---------- EXTRACTED MATERIAL ----------
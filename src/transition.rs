//! Page-transition invalidation
//!
//! On a soft navigation the document body is replaced without a full
//! reload, so every lazily-loaded block may be stale while the process
//! lives on. The embedder subscribes the store to its transition event
//! by taking a [`TransitionHook`] and calling [`notify`] from the event
//! handler. Each notification drops the lazy tier of the cache; the main
//! mapping and all overrides survive.
//!
//! [`notify`]: TransitionHook::notify

use tracing::info;

use crate::store::ConfigResolver;

/// Subscription handle for the page-transition event source.
///
/// Cheap to clone; all clones feed the same store.
#[derive(Clone)]
pub struct TransitionHook {
    resolver: ConfigResolver,
}

impl TransitionHook {
    pub(crate) fn new(resolver: ConfigResolver) -> Self {
        Self { resolver }
    }

    /// Deliver one transition: drop every lazily-loaded block so the
    /// next resolution re-reads the new document. Overrides and the
    /// main mapping are untouched.
    pub fn notify(&self) {
        let transitions = self.resolver.record_transition();
        info!(transitions, "page transition, lazy blocks dropped");
    }

    /// Number of transitions delivered so far.
    pub fn transitions(&self) -> u64 {
        self.resolver.transitions()
    }
}

impl std::fmt::Debug for TransitionHook {
    fn fmt(&self, f: &mut std::fmt::Formatter<'_>) -> std::fmt::Result {
        f.debug_struct("TransitionHook")
            .field("transitions", &self.transitions())
            .finish_non_exhaustive()
    }
}
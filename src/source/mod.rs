//! Page block sources
//!
//! A `BlockSource` is the page: something that can hand back the raw text
//! of a named embedded configuration block. `HtmlPage` is the shipped
//! implementation (marked `<script>` elements in an HTML document); the
//! `mock` module provides a scripted source for tests. `BlockLoader` sits
//! on top and turns raw text into parsed blocks with provenance.

mod html;
mod loader;

pub use html::{HtmlPage, DEFAULT_MARKER};
pub use loader::{BlockLoader, LoadError, LoadedBlock};

/// A source of named configuration block text.
///
/// Implementations locate the unique page element tagged with the
/// configuration marker and the given name. Absence is `None`, not an
/// error; the text itself may be empty.
pub trait BlockSource: Send + Sync {
    /// Raw text of the block tagged `name`, or `None` when the page
    /// carries no element for that name.
    fn block_text(&self, name: &str) -> Option<String>;
}
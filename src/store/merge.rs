//! Merge logic for configuration mappings
//!
//! Two merges live here, both over top-level keys only:
//! - `merge_into`: accumulate a parsed main block into the main mapping
//!   (later keys overwrite earlier same-named keys)
//! - `shallow_merge`: build the object view's backing map (all base keys,
//!   overwritten by same-named override keys)
//!
//! Nested objects are never merged recursively; an overridden key replaces
//! the base value wholesale.

use serde_json::{Map, Value};

/// Merge `src` into `dest`, later keys overwriting earlier same-named keys.
///
/// Used when the main block is (re-)loaded: repeated loads merge, they do
/// not replace.
pub fn merge_into(dest: &mut Map<String, Value>, src: Map<String, Value>) {
    for (key, value) in src {
        dest.insert(key, value);
    }
}

/// Shallow merge of two mappings into a new one.
///
/// Merge semantics:
/// - Keys present only in `base`: kept unchanged
/// - Keys present in `overlay`: overlay wins, top-level only
/// - Nested containers under an overridden key: replaced, not merged
pub fn shallow_merge(base: &Map<String, Value>, overlay: &Map<String, Value>) -> Map<String, Value> {
    let mut merged = base.clone();
    for (key, value) in overlay {
        merged.insert(key.clone(), value.clone());
    }
    merged
}
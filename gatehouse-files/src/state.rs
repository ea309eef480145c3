//! Read-only state shared by every request.

use std::path::PathBuf;
use std::sync::Arc;

use gatehouse_core::{FileCatalog, TimestampMode};

use crate::config::{ClientCredentials, Config};

/// Shared handle passed to every handler.
pub type SharedState = Arc<GatewayState>;

/// Everything the handlers need, fixed at startup.
#[derive(Debug, Clone)]
#[non_exhaustive]
pub struct GatewayState {
    pub catalog: FileCatalog,
    pub timestamps: TimestampMode,
    pub default_page_size: u64,
    /// Base URL without a trailing slash.
    pub public_base_url: String,
    pub content_dir: PathBuf,
    pub bearer_token: Option<String>,
    pub client_credentials: Option<ClientCredentials>,
}

impl GatewayState {
    /// Builds the state from a loaded configuration.
    #[must_use]
    pub fn from_config(config: &Config) -> Self {
        Self {
            catalog: FileCatalog::with_file_limit(config.file_limit),
            timestamps: config.timestamps,
            default_page_size: config.default_page_size,
            public_base_url: config.public_base_url.clone(),
            content_dir: config.content_dir.clone(),
            bearer_token: config.bearer_token.clone(),
            client_credentials: config.client_credentials.clone(),
        }
    }

    /// Local path of the download target for `file_id`.
    ///
    /// Returns `None` for ids that would escape the content directory.
    #[must_use]
    pub fn content_path(&self, file_id: &str) -> Option<PathBuf> {
        if file_id.is_empty() || file_id.contains(['/', '\\', '\0']) {
            return None;
        }
        Some(self.content_dir.join(format!("{file_id}.pdf")))
    }
}

#[cfg(test)]
mod tests {
    use super::*;

    fn content_dir_only(key: &str) -> Option<String> {
        (key == "FILE_GATEWAY_CONTENT_DIR").then(|| "/srv/content".to_owned())
    }

    fn state() -> GatewayState {
        match Config::from_vars(content_dir_only) {
            Ok(config) => GatewayState::from_config(&config),
            Err(e) => panic!("config must load: {e}"),
        }
    }

    #[test]
    fn content_path_appends_pdf_extension() {
        let expected = PathBuf::from("/srv/content/report.pdf");
        assert_eq!(state().content_path("report"), Some(expected));
    }

    #[test]
    fn content_path_rejects_separators() {
        let state = state();
        assert_eq!(state.content_path("../etc/passwd"), None);
        assert_eq!(state.content_path("a\\b"), None);
        assert_eq!(state.content_path(""), None);
    }
}
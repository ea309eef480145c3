//! Mock file gateway.
//!
//! Serves a paginated, synthetically generated file catalog under `/v1/files`
//! and streams placeholder PDFs from a local content directory.

#![warn(clippy::pedantic)]
#![deny(clippy::unwrap_used)]

pub mod auth;
pub mod config;
pub mod error;
pub mod routes;
pub mod state;

pub use config::{Config, ConfigError};
pub use error::FileGatewayError;
pub use routes::create_router;
pub use state::{GatewayState, SharedState};
//! Axum route handlers for the form gateway API.

use std::sync::Arc;

use axum::{
    extract::{rejection::JsonRejection, Path, State},
    http::StatusCode,
    middleware,
    response::IntoResponse,
    routing::{get, post},
    Json, Router,
};
use gatehouse_core::{FormDefinition, Submission};
use serde::Serialize;
use tower_http::{cors::CorsLayer, trace::TraceLayer};

use crate::{
    auth::{self, AuthMode},
    error::FormGatewayError,
    registry::FormRegistry,
};

/// State shared by every route.
#[derive(Debug)]
pub struct AppState {
    pub registry: FormRegistry,
    pub auth: AuthMode,
}

/// Shared, thread-safe application state.
pub type SharedState = Arc<AppState>;

// ── Response types ───────────────────────────────────────────────────────────

/// Body of `GET /forms`.
#[derive(Debug, Serialize)]
pub struct FormListResponse {
    pub results: Vec<FormDefinition>,
}

/// Body of `POST /forms/{id}/submit`.
#[derive(Debug, Serialize)]
pub struct SubmitResponse {
    pub ticket_id: Option<String>,
}

// ── Router ────────────────────────────────────────────────────────────────────

/// Build the application router over the given state.
///
/// Every `/forms` route sits behind [`auth::require_jwt`]; `/health` does not.
pub fn create_router(state: SharedState) -> Router {
    let require_jwt = middleware::from_fn_with_state(state.clone(), auth::require_jwt);
    let forms = Router::new()
        .route("/forms", get(list_forms))
        .route("/forms/{id}", get(get_form))
        .route("/forms/{id}/submit", post(submit_form))
        .route_layer(require_jwt);

    Router::new()
        .route("/health", get(health))
        .merge(forms)
        .with_state(state)
        .layer(TraceLayer::new_for_http())
        .layer(CorsLayer::permissive())
}

// ── Handlers ──────────────────────────────────────────────────────────────────

/// `GET /health`: liveness check.
pub async fn health() -> impl IntoResponse {
    (StatusCode::OK, Json(serde_json::json!({"status": "ok"})))
}

/// `GET /forms`: every registered definition, in registration order.
pub async fn list_forms(State(state): State<SharedState>) -> Json<FormListResponse> {
    let results = state.registry.definitions().cloned().collect();
    Json(FormListResponse { results })
}

/// `GET /forms/{id}`: one definition, rules included as declarative data.
///
/// # Errors
/// Returns `404 NOT_FOUND` for an unregistered id.
pub async fn get_form(
    State(state): State<SharedState>,
    Path(id): Path<String>,
) -> Result<Json<FormDefinition>, FormGatewayError> {
    state
        .registry
        .get(&id)
        .map(|entry| Json(entry.definition.clone()))
        .ok_or(FormGatewayError::FormNotFound(id))
}

/// `POST /forms/{id}/submit`: hands the raw submission to the form's handler.
///
/// The form id is resolved before the body is inspected, so an unknown form
/// reports 404 even when the body is unusable.
///
/// # Errors
/// Returns `404 NOT_FOUND` for an unregistered id, `400 INVALID_REQUEST` when
/// the body is not a JSON object and `500 SUBMISSION_FAILED` when the handler
/// fails.
pub async fn submit_form(
    State(state): State<SharedState>,
    Path(id): Path<String>,
    body: Result<Json<Submission>, JsonRejection>,
) -> Result<Json<SubmitResponse>, FormGatewayError> {
    let Some(entry) = state.registry.get(&id) else {
        return Err(FormGatewayError::FormNotFound(id));
    };
    let submission = match body {
        Ok(Json(submission)) => submission,
        Err(rejection) => return Err(FormGatewayError::InvalidRequest(rejection.body_text())),
    };

    let ticket_id = entry.submit(&submission).inspect_err(|e| {
        tracing::error!(form_id = %id, error = %e, "submit handler failed");
    })?;
    tracing::info!(form_id = %id, ticket_id = ?ticket_id, "submission accepted");
    Ok(Json(SubmitResponse { ticket_id }))
}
----------
[TASK DIRECTIONS] After identifying the lines above that contain "results", copy each one.

[RESPONSE TO THE EXERCISE]
    pub results: Vec<FormDefinition>,
    let results = state.registry.definitions().cloned().collect();
    Json(FormListResponse { results })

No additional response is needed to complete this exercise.